Довольно отчетливый смех.
— Я сказал, что бабушки и дедушки говорили на идише с моими родителями, но родители не давали мне слушать. Они хотели, чтобы я говорил по-английски. А идиш забыл. Исаак сказал мне, что поступал так же, что он последний носитель идиша в семье, что язык уйдет с ним в могилу. А потом он положил ладонь мне на руку и сказал: "Я научу вас одному выражению на идише". Глядя мне в глаза, он произнес такие слова: Кайн бриере из ойх а бриере. Я спросил, что это значит. Он убрал руку и сказал: "А вы справьтесь". Снова смех.
— Я справился. С телефона, в его ванной.
Еще смех.
— Кайн бриере из ойх а бриере. Это значит: "Отсутствие выбора — это тоже выбор".
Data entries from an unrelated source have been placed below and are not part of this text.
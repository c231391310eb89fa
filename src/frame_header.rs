use std::fmt::{Debug, Formatter};
use anyhow::{anyhow, bail};
use bitflags::bitflags;
use bytes::{Buf, BufMut};
use num_enum::{IntoPrimitive, TryFromPrimitive};
use crate::checksum::Checksum;

#[derive(Clone, Copy, Debug, Eq, PartialEq, IntoPrimitive, TryFromPrimitive)]
#[repr(u8)]
pub enum FrameType {
    Data = 0,
    Ack = 1,
    Nak = 2,
    Heartbeat = 3,
    Hello = 4,
    Reset = 5,
}

bitflags! {
    #[derive(Debug, Default, PartialEq, Eq, Copy, Clone)]
    pub struct FrameFlags: u16 {
        const END_OF_MESSAGE   = 0b0000_0000_0000_0001;
        const CHECKSUM_PRESENT = 0b0000_0000_0000_0010;
    }
}

/// The fixed-length header in front of every payload. See the crate documentation for the
///  wire layout.
#[derive(Clone, Eq, PartialEq)]
pub struct FrameHeader {
    pub frame_type: FrameType,
    pub flags: FrameFlags,
    pub sequence_number: u64,
    pub send_time_ns: u64,
    pub stream_id: u32,
    pub fragment_index: u16,
    pub fragments_total: u16,
    pub payload_length: u16,
    pub checksum: Checksum,
}
impl Debug for FrameHeader {
    fn fmt(&self, f: &mut Formatter<'_>) -> std::fmt::Result {
        write!(f, "FRAME{{{:?}#{}@{}:{}b", self.frame_type, self.sequence_number, self.stream_id, self.payload_length)?;
        if self.flags.contains(FrameFlags::END_OF_MESSAGE) {
            write!(f, ",EOM")?;
        }
        if self.flags.contains(FrameFlags::CHECKSUM_PRESENT) {
            write!(f, ",CRC={:?}", self.checksum)?;
        }
        write!(f, "}}")
    }
}

impl FrameHeader {
    pub const MAGIC: u32 = 0x4853_5544;
    pub const PROTOCOL_VERSION_1: u8 = 1;

    pub const SERIALIZED_LEN: usize =
        size_of::<u64>()      // magic, version, frame type, flags
        + size_of::<u64>()    // sequence number
        + size_of::<u64>()    // send timestamp
        + size_of::<u32>()    // stream id
        + size_of::<u16>()    // fragment index
        + size_of::<u16>()    // fragments total
        + size_of::<u16>()    // payload length
        + size_of::<u16>()    // reserved
        + size_of::<u32>();   // checksum

    /// Header for a single-datagram data frame. The checksum is filled in only if requested.
    pub fn data(sequence_number: u64, send_time_ns: u64, stream_id: u32, payload: &[u8], end_of_message: bool, with_checksum: bool) -> FrameHeader {
        let mut flags = FrameFlags::empty();
        flags.set(FrameFlags::END_OF_MESSAGE, end_of_message);
        flags.set(FrameFlags::CHECKSUM_PRESENT, with_checksum);

        FrameHeader {
            frame_type: FrameType::Data,
            flags,
            sequence_number,
            send_time_ns,
            stream_id,
            fragment_index: 0,
            fragments_total: 1,
            payload_length: payload.len().try_into().unwrap_or(u16::MAX),
            checksum: if with_checksum { Checksum::of(payload) } else { Checksum::NONE },
        }
    }

    pub fn is_end_of_message(&self) -> bool {
        self.flags.contains(FrameFlags::END_OF_MESSAGE)
    }

    /// Verifies the payload against the checksum if the frame carries one. Frames without a
    ///  checksum always pass.
    pub fn verify_checksum(&self, payload: &[u8]) -> bool {
        !self.flags.contains(FrameFlags::CHECKSUM_PRESENT) || Checksum::of(payload) == self.checksum
    }

    fn identity_word(&self) -> u64 {
        ((Self::MAGIC as u64) << 32)
            | ((Self::PROTOCOL_VERSION_1 as u64) << 24)
            | ((u8::from(self.frame_type) as u64) << 16)
            | self.flags.bits() as u64
    }

    pub fn ser(&self, buf: &mut impl BufMut) {
        buf.put_u64(self.identity_word());
        buf.put_u64(self.sequence_number);
        buf.put_u64(self.send_time_ns);
        buf.put_u32(self.stream_id);
        buf.put_u16(self.fragment_index);
        buf.put_u16(self.fragments_total);
        buf.put_u16(self.payload_length);
        buf.put_u16(0); // reserved
        buf.put_u32(self.checksum.0);
    }

    /// Parses and validates a header. Nothing of a header that fails to parse can be trusted,
    ///  so the result is all or nothing.
    pub fn deser(buf: &mut impl Buf) -> anyhow::Result<FrameHeader> {
        if buf.remaining() < Self::SERIALIZED_LEN {
            bail!("frame of {} bytes is shorter than the header", buf.remaining());
        }

        let identity = buf.try_get_u64()?;

        let magic = (identity >> 32) as u32;
        if magic != Self::MAGIC {
            bail!("wrong magic {:08x}", magic);
        }
        let version = (identity >> 24) as u8;
        if version != Self::PROTOCOL_VERSION_1 {
            bail!("unsupported protocol version {}", version);
        }
        let raw_frame_type = (identity >> 16) as u8;
        let frame_type = FrameType::try_from(raw_frame_type)
            .map_err(|_| anyhow!("unsupported frame type {}", raw_frame_type))?;
        let flags = FrameFlags::from_bits_truncate(identity as u16);

        let sequence_number = buf.try_get_u64()?;
        let send_time_ns = buf.try_get_u64()?;
        let stream_id = buf.try_get_u32()?;
        let fragment_index = buf.try_get_u16()?;
        let fragments_total = buf.try_get_u16()?;
        let payload_length = buf.try_get_u16()?;
        let _reserved = buf.try_get_u16()?;
        let checksum = Checksum(buf.try_get_u32()?);

        Ok(FrameHeader {
            frame_type,
            flags,
            sequence_number,
            send_time_ns,
            stream_id,
            fragment_index,
            fragments_total,
            payload_length,
            checksum,
        })
    }
}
Ну нет, такого Исаак сказать не мог. В этих словах столько фальшивой мудрости, столько смирения. Исаак Блох был разным, но никогда не был покорным.
Если отсутствие выбора — тоже выбор, то именно таким выбором Исааку пришлось бы довольствоваться каждый день после 1938 года. Но он был нужен семье, особенно до того, как она у него появилась. Им было нужно, чтобы Исаак повернулся спиной к родителям, и их родителям, и к пятерым братьям. Чтобы он прятался в норе вдвоем со Шломо, шел на негнущихся ногах в сторону России, питался по ночам объедками, брошенными в мусор, прятался, крал, рыскал. Им нужно было, чтобы он подделал документы, и попал на пароход, и правильно соврал иммиграционному чиновнику в Штатах, и потел по восемнадцать часов в сутки, чтобы лавка приносила доход.
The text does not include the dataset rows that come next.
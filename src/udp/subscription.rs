use std::io::ErrorKind;
use std::net::SocketAddr;
use std::sync::Arc;
use anyhow::{bail, Context};
use tracing::{debug, info, trace, warn};
use crate::channel::{MessageView, StreamId, Subscription, ANY_STREAM};
use crate::config::{parse_endpoint, UdpConfig};
use crate::frame_header::{FrameHeader, FrameType};
use crate::reordering_buffer::{BufferedMessage, ReorderingBuffer};
use crate::time::now_ns;
use crate::udp::socket::{bind_unicast, multicast_receiver, DatagramSocket};
use crate::udp::ChannelKind;

/// Counters for what happened to received datagrams
#[derive(Debug, Default, Clone, Copy, Eq, PartialEq)]
pub struct SubscriptionStats {
    pub datagrams_received: u64,
    /// too short, wrong magic / version / frame type
    pub malformed_frames: u64,
    /// datagram shorter than the header's payload length
    pub truncated_payloads: u64,
    pub checksum_mismatches: u64,
    /// well-formed frames other than data frames
    pub control_frames: u64,
    /// duplicates, and frames outside the reordering window
    pub rejected_sequences: u64,
    /// messages for other streams that were skipped in sequence
    pub filtered_messages: u64,
    pub delivered_messages: u64,
    /// sequence numbers given up by [UdpSubscription::skip_gap]
    pub skipped_sequences: u64,
}

/// Receives datagrams, restores their sequence order and delivers them to the application.
///
/// Each subscription has its own reordering window, so several subscriptions on the same
///  multicast feed progress independently.
pub struct UdpSubscription {
    kind: ChannelKind,
    socket: Arc<dyn DatagramSocket>,
    stream_filter: StreamId,
    reordering_buffer: ReorderingBuffer,
    receive_buf: Vec<u8>,
    max_datagrams_per_poll: usize,
    /// `false` until the window is aligned with the sender's sequence numbers
    synced: bool,
    stats: SubscriptionStats,
}

impl UdpSubscription {
    pub(crate) fn new(kind: ChannelKind, socket: Arc<dyn DatagramSocket>, stream_filter: StreamId, config: &UdpConfig) -> UdpSubscription {
        debug!("creating {:?} subscription for stream {} on {:?}", kind, stream_filter, socket.local_addr().ok());

        UdpSubscription {
            kind,
            socket,
            stream_filter,
            reordering_buffer: ReorderingBuffer::new(config.recv_ring_size),
            receive_buf: vec![0; config.mtu],
            max_datagrams_per_poll: config.max_datagrams_per_poll,
            synced: !config.join_at_first_sequence,
            stats: SubscriptionStats::default(),
        }
    }

    /// A subscription with its own socket, bound to the configured local endpoint
    pub fn point_to_point(config: &UdpConfig) -> anyhow::Result<UdpSubscription> {
        config.validate()?;
        if config.local_endpoint.is_empty() {
            bail!("point-to-point subscription requires a local endpoint");
        }

        let socket = bind_unicast(parse_endpoint(&config.local_endpoint)?)?;
        Ok(Self::new(ChannelKind::PointToPoint, Arc::new(socket), config.stream_id, config))
    }

    /// A subscription with its own socket, joined to the configured multicast group
    pub fn multicast(config: &UdpConfig) -> anyhow::Result<UdpSubscription> {
        config.validate()?;
        let multicast = config.multicast.as_ref()
            .context("multicast subscription requires a multicast configuration")?;

        let socket = multicast_receiver(multicast)?;
        Ok(Self::new(ChannelKind::Multicast, Arc::new(socket), config.stream_id, config))
    }

    pub fn stats(&self) -> SubscriptionStats {
        self.stats
    }

    pub fn stream_filter(&self) -> StreamId {
        self.stream_filter
    }

    /// The sequence number that is due for delivery next
    pub fn next_expected(&self) -> u64 {
        self.reordering_buffer.next_expected()
    }

    pub fn local_addr(&self) -> anyhow::Result<SocketAddr> {
        Ok(self.socket.local_addr()?)
    }

    /// Gives up on a missing sequence number if later messages are waiting behind it: delivery
    ///  continues with the lowest buffered message. Returns the number of sequence numbers that
    ///  were given up, 0 if there is no gap or nothing behind it.
    ///
    /// Sequence numbers are never retransmitted, so this is how an application recovers from a
    ///  lost datagram. When to give up is the application's decision.
    pub fn skip_gap(&mut self) -> u64 {
        if self.reordering_buffer.has_ready() {
            return 0;
        }
        let Some(lowest) = self.reordering_buffer.lowest_buffered() else {
            return 0;
        };

        let skipped = lowest - self.reordering_buffer.next_expected();
        self.reordering_buffer.skip_to(lowest);
        self.stats.skipped_sequences += skipped;
        info!("{:?} subscription: skipped {} missing sequence numbers, continuing at #{}", self.kind, skipped, lowest);
        skipped
    }

    /// Parses a datagram, returning `None` for anything that is not a valid data frame
    fn decode(datagram: &[u8], receive_time_ns: u64, stats: &mut SubscriptionStats) -> Option<BufferedMessage> {
        let mut parse_buf = datagram;
        let header = match FrameHeader::deser(&mut parse_buf) {
            Ok(header) => header,
            Err(e) => {
                debug!("dropping malformed datagram of {} bytes: {}", datagram.len(), e);
                stats.malformed_frames += 1;
                return None;
            }
        };
        trace!("received {:?}", header);

        if header.frame_type != FrameType::Data {
            debug!("ignoring {:?} frame", header.frame_type);
            stats.control_frames += 1;
            return None;
        }

        let payload_len = header.payload_length as usize;
        if payload_len > parse_buf.len() {
            debug!("dropping {:?}: datagram has only {} payload bytes", header, parse_buf.len());
            stats.truncated_payloads += 1;
            return None;
        }
        let payload = &parse_buf[..payload_len];

        if !header.verify_checksum(payload) {
            warn!("dropping {:?}: checksum mismatch", header);
            stats.checksum_mismatches += 1;
            return None;
        }

        Some(BufferedMessage {
            sequence: header.sequence_number,
            payload: payload.to_vec(),
            stream_id: header.stream_id,
            receive_time_ns,
            end_of_message: header.is_end_of_message(),
        })
    }

    fn accept(&mut self, message: BufferedMessage) {
        if !self.synced {
            info!("{:?} subscription: joining at #{}", self.kind, message.sequence);
            self.reordering_buffer.reset_to(message.sequence);
            self.synced = true;
        }

        if !self.reordering_buffer.insert(message) {
            self.stats.rejected_sequences += 1;
        }
    }

    /// Delivers messages that are ready in sequence, at most `max_messages`
    fn deliver_ready(&mut self, handler: &mut dyn FnMut(&MessageView), max_messages: usize) -> usize {
        let mut delivered = 0;
        while delivered < max_messages {
            let Some(message) = self.reordering_buffer.get_next() else {
                break;
            };
            if self.stream_filter != ANY_STREAM && message.stream_id != self.stream_filter {
                trace!("skipping #{} for stream {}", message.sequence, message.stream_id);
                self.stats.filtered_messages += 1;
                continue;
            }

            handler(&MessageView {
                data: &message.payload,
                stream_id: message.stream_id,
                sequence_number: message.sequence,
                receive_time_ns: message.receive_time_ns,
                end_of_message: message.end_of_message,
            });
            delivered += 1;
        }

        self.stats.delivered_messages += delivered as u64;
        delivered
    }
}

impl Subscription for UdpSubscription {
    fn poll(&mut self, handler: &mut dyn FnMut(&MessageView), max_messages: usize) -> usize {
        let mut delivered = self.deliver_ready(handler, max_messages);

        let mut datagrams_read = 0;
        while delivered < max_messages && datagrams_read < self.max_datagrams_per_poll {
            let len = match self.socket.recv_datagram(&mut self.receive_buf) {
                Ok(len) => len,
                Err(e) if e.kind() == ErrorKind::WouldBlock => break,
                Err(e) if e.kind() == ErrorKind::Interrupted => continue,
                Err(e) => {
                    // e.g. ICMP 'port unreachable' from an earlier send on the same socket
                    debug!("{:?} subscription: error reading from socket: {}", self.kind, e);
                    break;
                }
            };
            datagrams_read += 1;
            self.stats.datagrams_received += 1;

            if let Some(message) = Self::decode(&self.receive_buf[..len], now_ns(), &mut self.stats) {
                self.accept(message);
                delivered += self.deliver_ready(handler, max_messages - delivered);
            }
        }

        delivered
    }

    fn has_data(&self) -> bool {
        self.reordering_buffer.has_ready()
    }
}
— Потом, — продолжал молодой рав, — он попросил меня купить ему в "Сэйфуэе" туалетной бумаги, потому что там на нее акция.
Захихикали все.
— Я сказал ему, что ему не придется покупать. Это будет забота Еврейского дома. Он снисходительно улыбнулся и сказал: "Но такая цена…"
Засмеялись громче, свободнее.
— "Это все?" — спросил я. "Все", — ответил он. "Может, вы хотели что-то услышать от меня? Что-то сказать?" Он ответил: "В двух вещах нуждается каждый человек. Первое — знать, что ты что-то привносишь в мир. Вы согласны?" Я сказал, что согласен. "Второе, — продолжил он, — туалетная бумага".
Самый громкий смех.
— Я вспоминаю хасидское учение, с которым познакомился, готовясь в раввины. Есть три восходящих уровня скорби: слезы, безмолвие и пение. Как мы оплакиваем Исаака Блоха? Слезами, молчанием или пением? Как мы оплакиваем его уход? Конец той эпохи жизни евреев, в которой он существовал и которую представлял? Конец эпохи евреев, говоривших этой музыкой разбитых инструментов; строивших грамматику против часовой стрелки и не понимавших смысла ни одного расхожего выражения; говоривших мене вместо мне, немцы вместо нацисты и умолявших абсолютно здоровых родственников не болеть, вместо того чтобы просто испытывать благодарность за здоровье? Конец стопятидесятидецибелловых поцелуев, этого пьяного европейского протокола. Льем ли мы слезы об их исчезновении? Молча скорбим? Или поем им хвалы? Исаак Блох не был последним из таких евреев, но они уже уходят и скоро исчезнут. Мы знаем их — мы жили среди них, они сформировали нас как евреев и как американцев, как сыновей, дочерей, внуков, — но время нашего общения с ними подходит к концу. И скоро они уйдут навсегда. И мы будем их только помнить. Пока не забудем.